> ACTIVITY:
Whenever a line in the data holds the string "coordinates", copy that line.

> EXERCISE INPUT:
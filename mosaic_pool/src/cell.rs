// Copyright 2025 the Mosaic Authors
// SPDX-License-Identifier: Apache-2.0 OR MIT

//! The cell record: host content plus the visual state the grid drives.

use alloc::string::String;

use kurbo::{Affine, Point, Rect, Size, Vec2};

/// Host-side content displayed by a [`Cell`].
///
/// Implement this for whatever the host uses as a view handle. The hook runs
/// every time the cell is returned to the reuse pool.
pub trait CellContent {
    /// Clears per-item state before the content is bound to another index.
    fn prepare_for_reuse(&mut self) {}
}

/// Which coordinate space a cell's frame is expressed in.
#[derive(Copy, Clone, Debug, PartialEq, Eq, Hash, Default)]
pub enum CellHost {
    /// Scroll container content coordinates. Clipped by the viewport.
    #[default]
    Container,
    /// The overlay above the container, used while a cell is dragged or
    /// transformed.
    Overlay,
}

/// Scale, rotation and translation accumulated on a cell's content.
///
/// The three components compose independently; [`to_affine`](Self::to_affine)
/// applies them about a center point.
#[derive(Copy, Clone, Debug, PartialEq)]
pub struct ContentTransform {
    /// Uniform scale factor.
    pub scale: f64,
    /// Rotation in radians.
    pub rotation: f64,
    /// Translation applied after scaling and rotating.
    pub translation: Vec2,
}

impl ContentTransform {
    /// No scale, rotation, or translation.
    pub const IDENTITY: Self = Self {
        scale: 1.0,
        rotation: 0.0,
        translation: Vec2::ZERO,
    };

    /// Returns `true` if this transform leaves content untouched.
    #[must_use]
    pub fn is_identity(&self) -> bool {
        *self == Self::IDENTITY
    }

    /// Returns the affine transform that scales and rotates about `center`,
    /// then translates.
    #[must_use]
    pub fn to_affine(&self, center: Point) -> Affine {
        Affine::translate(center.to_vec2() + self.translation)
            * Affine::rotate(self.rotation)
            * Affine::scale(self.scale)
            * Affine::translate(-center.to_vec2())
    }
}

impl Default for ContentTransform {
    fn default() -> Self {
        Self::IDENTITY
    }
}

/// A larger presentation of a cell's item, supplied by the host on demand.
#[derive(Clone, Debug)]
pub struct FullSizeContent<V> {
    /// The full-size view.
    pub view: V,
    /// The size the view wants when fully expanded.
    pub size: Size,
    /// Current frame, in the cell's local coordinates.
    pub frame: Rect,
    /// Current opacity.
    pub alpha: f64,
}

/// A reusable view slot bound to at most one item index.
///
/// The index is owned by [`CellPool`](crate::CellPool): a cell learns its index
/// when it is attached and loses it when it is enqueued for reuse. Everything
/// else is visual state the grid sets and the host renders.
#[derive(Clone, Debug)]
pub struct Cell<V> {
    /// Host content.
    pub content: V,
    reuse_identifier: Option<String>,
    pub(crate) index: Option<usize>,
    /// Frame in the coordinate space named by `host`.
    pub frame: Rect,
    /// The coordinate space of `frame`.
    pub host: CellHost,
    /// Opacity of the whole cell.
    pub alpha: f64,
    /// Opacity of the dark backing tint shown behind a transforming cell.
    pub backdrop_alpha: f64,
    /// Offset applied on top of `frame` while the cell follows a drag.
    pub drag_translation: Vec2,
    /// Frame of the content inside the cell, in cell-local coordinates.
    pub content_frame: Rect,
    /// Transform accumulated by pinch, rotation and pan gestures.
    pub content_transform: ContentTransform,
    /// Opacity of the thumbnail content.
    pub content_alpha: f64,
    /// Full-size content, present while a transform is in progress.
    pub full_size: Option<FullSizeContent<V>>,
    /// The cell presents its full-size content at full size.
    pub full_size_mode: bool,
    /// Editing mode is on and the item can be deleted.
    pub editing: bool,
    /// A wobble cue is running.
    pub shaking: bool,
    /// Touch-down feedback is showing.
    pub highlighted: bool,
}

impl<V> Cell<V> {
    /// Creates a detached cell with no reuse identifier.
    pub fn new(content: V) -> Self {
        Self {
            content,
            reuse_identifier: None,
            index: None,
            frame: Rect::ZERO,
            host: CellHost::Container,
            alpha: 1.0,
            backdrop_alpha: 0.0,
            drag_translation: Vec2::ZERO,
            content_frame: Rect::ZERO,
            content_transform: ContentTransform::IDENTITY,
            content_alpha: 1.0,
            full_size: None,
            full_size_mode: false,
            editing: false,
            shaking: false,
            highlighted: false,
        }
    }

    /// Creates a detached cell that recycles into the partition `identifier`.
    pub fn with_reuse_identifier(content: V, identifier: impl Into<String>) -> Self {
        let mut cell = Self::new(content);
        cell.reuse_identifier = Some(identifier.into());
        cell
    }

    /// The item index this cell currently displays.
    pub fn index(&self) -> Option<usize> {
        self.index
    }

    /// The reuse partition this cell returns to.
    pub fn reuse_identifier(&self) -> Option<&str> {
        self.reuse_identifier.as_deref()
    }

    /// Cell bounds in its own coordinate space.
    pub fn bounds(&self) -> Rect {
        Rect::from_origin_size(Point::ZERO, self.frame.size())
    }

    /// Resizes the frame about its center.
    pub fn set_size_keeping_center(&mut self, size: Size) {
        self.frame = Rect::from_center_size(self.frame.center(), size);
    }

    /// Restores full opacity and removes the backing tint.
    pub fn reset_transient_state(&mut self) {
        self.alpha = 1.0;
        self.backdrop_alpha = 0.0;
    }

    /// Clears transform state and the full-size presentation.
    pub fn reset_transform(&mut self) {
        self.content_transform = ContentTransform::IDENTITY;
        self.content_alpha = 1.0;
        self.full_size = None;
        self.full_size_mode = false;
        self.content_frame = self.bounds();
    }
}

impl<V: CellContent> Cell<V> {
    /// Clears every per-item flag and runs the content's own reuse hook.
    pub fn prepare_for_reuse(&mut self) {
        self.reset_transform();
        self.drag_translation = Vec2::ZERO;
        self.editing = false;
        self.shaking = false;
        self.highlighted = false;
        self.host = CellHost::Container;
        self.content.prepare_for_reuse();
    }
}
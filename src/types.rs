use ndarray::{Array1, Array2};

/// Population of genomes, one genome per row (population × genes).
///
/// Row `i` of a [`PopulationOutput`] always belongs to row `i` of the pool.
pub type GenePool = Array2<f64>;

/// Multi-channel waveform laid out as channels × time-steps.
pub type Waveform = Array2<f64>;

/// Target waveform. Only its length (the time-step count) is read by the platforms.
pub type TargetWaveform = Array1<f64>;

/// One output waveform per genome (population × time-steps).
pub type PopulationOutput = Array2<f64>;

> RESULT:
    /// Scroll container content coordinates. Clipped by the viewport.
    /// Current frame, in the cell's local coordinates.
    /// Frame of the content inside the cell, in cell-local coordinates.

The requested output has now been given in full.